The limits of South Carolina Family Court Rule 7

South Carolina Family Court Rule 7 creates various evidentiary exceptions to the general rules of hearsay.  Some family law attorneys read this rule to allow any documents or letters from medical providers, schools, or the Department of Social Services (DSS) to be admissible.  The rule is not that broad and familiarity with the rule can prevent the opposing party from admitting evidence that falls outside this rule’s parameters.  Remember: if no one objects, the court will allow otherwise inadmissible evidence.

Rule 7 allows the following documents to be admitted “without requiring that the persons or institution issuing the documents or statements be present in court”:

(a) A written statement of a child’s attendance at school, signed by a school principal or duly authorized school official.

(b) The school report card showing a child’s records of attendance, grades on subjects taught and other pertinent information, provided that this be a report sent out at periodic intervals by the school.

(c) The written statement by a physician showing that a patient was treated at certain times and the type of ailment.

(d) Except in cases where the particular agency is a party, a written report of the Department of Social Services or other agency, reporting the home investigation or any other report required by the court.

(e) A written statement of an employer showing wages either weekly or monthly for a given period of time and W-2 statement, income tax returns and other reports of like nature.

Part a allows the child’s attendance at school to be presented as a written statement if it is “signed by a school principal or duly authorized school official.”  An unsigned statement or a statement from a teacher (unless that teacher is also a school official) does not fall within this exception.

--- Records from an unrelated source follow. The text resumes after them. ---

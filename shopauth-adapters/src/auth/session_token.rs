use axum_extra::extract::cookie::{Cookie, SameSite};
use base64::engine::general_purpose::URL_SAFE_NO_PAD;
use base64::Engine as _;
use chrono::Utc;
use jsonwebtoken::{decode, encode, errors::ErrorKind, DecodingKey, EncodingKey, Validation};
use secrecy::{ExposeSecret, Secret};
use serde::Deserialize;
use shopauth_core::{
    Role, SessionClaims, SessionIdentity, SessionTokenError, SessionTokenService, TokenUser,
};

use crate::config::constants::{SESSION_COOKIE_NAME, SESSION_TOKEN_MAX_AGE_SECONDS};
use crate::crypto::token_cipher::{Envelope, TokenCipher, TokenCipherError};

/// Claims as decoded from the wire, before the mandatory fields have
/// been checked.
#[derive(Debug, Deserialize)]
struct RawSessionClaims {
    role: Option<Role>,
    user: Option<TokenUser>,
    #[serde(rename = "sessionId")]
    session_id: Option<String>,
    iat: Option<i64>,
    exp: i64,
}

/// Issues and verifies session tokens: HS256-signed claims wrapped in
/// AES-256-GCM, shipped as base64url of the JSON envelope.
#[derive(Clone)]
pub struct SessionTokenManager {
    signing_secret: Secret<String>,
    cipher: TokenCipher,
    ttl_seconds: i64,
}

impl SessionTokenManager {
    pub fn new(
        signing_secret: Secret<String>,
        cipher_key: &[u8],
        ttl_seconds: i64,
    ) -> Result<Self, TokenCipherError> {
        Ok(Self {
            signing_secret,
            cipher: TokenCipher::new(cipher_key)?,
            ttl_seconds,
        })
    }

    fn secret_bytes(&self) -> &[u8] {
        self.signing_secret.expose_secret().as_bytes()
    }
}

impl SessionTokenService for SessionTokenManager {
    fn issue(&self, identity: &SessionIdentity) -> Result<String, SessionTokenError> {
        let iat = Utc::now().timestamp();
        let claims = SessionClaims {
            role: identity.role,
            user: TokenUser {
                id: identity.id,
                email: identity.email.expose().to_string(),
            },
            session_id: identity.session_id.as_str().to_string(),
            iat,
            exp: iat + self.ttl_seconds,
        };

        let signed = encode(
            &jsonwebtoken::Header::default(),
            &claims,
            &EncodingKey::from_secret(self.secret_bytes()),
        )
        .map_err(|e| SessionTokenError::UnexpectedError(e.to_string()))?;

        let envelope = self
            .cipher
            .encrypt(&signed)
            .map_err(|e| SessionTokenError::UnexpectedError(e.to_string()))?;
        let json = serde_json::to_string(&envelope)
            .map_err(|e| SessionTokenError::UnexpectedError(e.to_string()))?;

        Ok(URL_SAFE_NO_PAD.encode(json))
    }

    fn verify(&self, token: &str) -> Result<SessionClaims, SessionTokenError> {
        // Authentication of the envelope comes first; no claim is
        // trusted until the tag has verified.
        let raw = URL_SAFE_NO_PAD
            .decode(token)
            .map_err(|_| SessionTokenError::Tampered)?;
        let envelope: Envelope =
            serde_json::from_slice(&raw).map_err(|_| SessionTokenError::Tampered)?;
        let signed = self
            .cipher
            .decrypt(&envelope)
            .map_err(|_| SessionTokenError::Tampered)?;

        let data = decode::<RawSessionClaims>(
            &signed,
            &DecodingKey::from_secret(self.secret_bytes()),
            &Validation::default(),
        )
        .map_err(|e| match e.kind() {
            ErrorKind::ExpiredSignature => SessionTokenError::Expired,
            ErrorKind::InvalidSignature => SessionTokenError::InvalidSignature,
            _ => SessionTokenError::MalformedClaims,
        })?;

        let raw = data.claims;
        let (Some(role), Some(user), Some(session_id), Some(iat)) =
            (raw.role, raw.user, raw.session_id, raw.iat)
        else {
            return Err(SessionTokenError::MalformedClaims);
        };

        // Absolute-lifetime ceiling, independent of the signed exp.
        if Utc::now().timestamp() - iat > SESSION_TOKEN_MAX_AGE_SECONDS {
            return Err(SessionTokenError::Expired);
        }

        Ok(SessionClaims {
            role,
            user,
            session_id,
            iat,
            exp: raw.exp,
        })
    }
}

/// Build the browser-facing session cookie. Header clients ignore this
/// and present the token as a bearer credential instead.
pub fn create_session_cookie(token: String) -> Cookie<'static> {
    Cookie::build((SESSION_COOKIE_NAME, token))
        .path("/")
        .http_only(true)
        .secure(true)
        .same_site(SameSite::Strict)
        .build()
}

pub fn create_removal_cookie() -> Cookie<'static> {
    let mut cookie = create_session_cookie(String::new());
    cookie.make_removal();
    cookie
}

Part b allows report cards (or other periodic reports) or formal school attendance records to be admitted.  This does not authorize letters from the child’s teachers to be admitted.  If one wants the child’s teachers to provide information about the child’s progress or the parents’ involvement at school one either needs an affidavit (for a motion hearing) or the teacher’s live testimony.

Part c allows the written statement of a physician to prove that a patient was treated, when the patient was treated, and what ailment(s) the patient was treated for.  Note that this statement does not need to be signed by the physician to be admissible and a doctor’s unsigned treatment record is admissible under this rule.

There is no case law on whether this rule applies to any medical providers or only Doctors of Medicine (MD’s).  In contrast, the hearsay exceptions of SCRE 803(4), which creates a hearsay exception for “[s]tatements made for purposes of medical diagnosis or treatment,” and SCRE 803(6), which creates a hearsay exception for “a regularly conducted business activity” (which includes activities of professions such as medicine) are not limited to physicians but encompass all medical professionals.  The narrower language of Rule 7(c) makes me believe it only applies to MD’s.

Further, this rule only covers information regarding the identity of the patient, the date(s) of treatment, and the ailment(s) treated.  A physician’s opinion regarding the patient’s prognosis or the cause of the ailment does not fall under this exception.  Again, if one wishes to present such opinions to the court, one either needs the physician’s affidavit or live testimony.

Part d allows the DSS home investigations or reports that were ordered by the court to be admitted in cases in which DSS is not a party.  This does not create a blanket exception to all DSS records but only to records from home investigations (which typically show what the home conditions were like when the caseworker did a home study) or court-ordered reports (which can cover a variety of topics).  DSS case dictations–the most common records created in DSS investigations–are not admissible unless they are the home investigations or court-ordered reports.  The “or other agency” language of part d most frequently applies to home investigations conducted by social service agencies from other states.

Part e allows pay checks, W-2’s (and similar documents such as 1099’s) and tax returns to be admitted.  Further, statements of an employer (which do not need to be signed statements) can be admitted to prove a party’s or witness’ income.  The rule does not authorize statements regarding an employee’s work habits, job responsibilities, or conduct to be admitted.  Again, live testimony or affidavits are required to prove such information.

Rule 7 simplifies proof of numerous issues that are vital to most family court cases: medical conditions; children’s educations progress; the parties’ incomes.  However it is not designed to allow opinion evidence on these issues.  Having a copy of Rule 7 easily available at family court proceedings is vital to excluding otherwise inadmissible evidence and to ensuring that evidence that complies with this rule is admitted.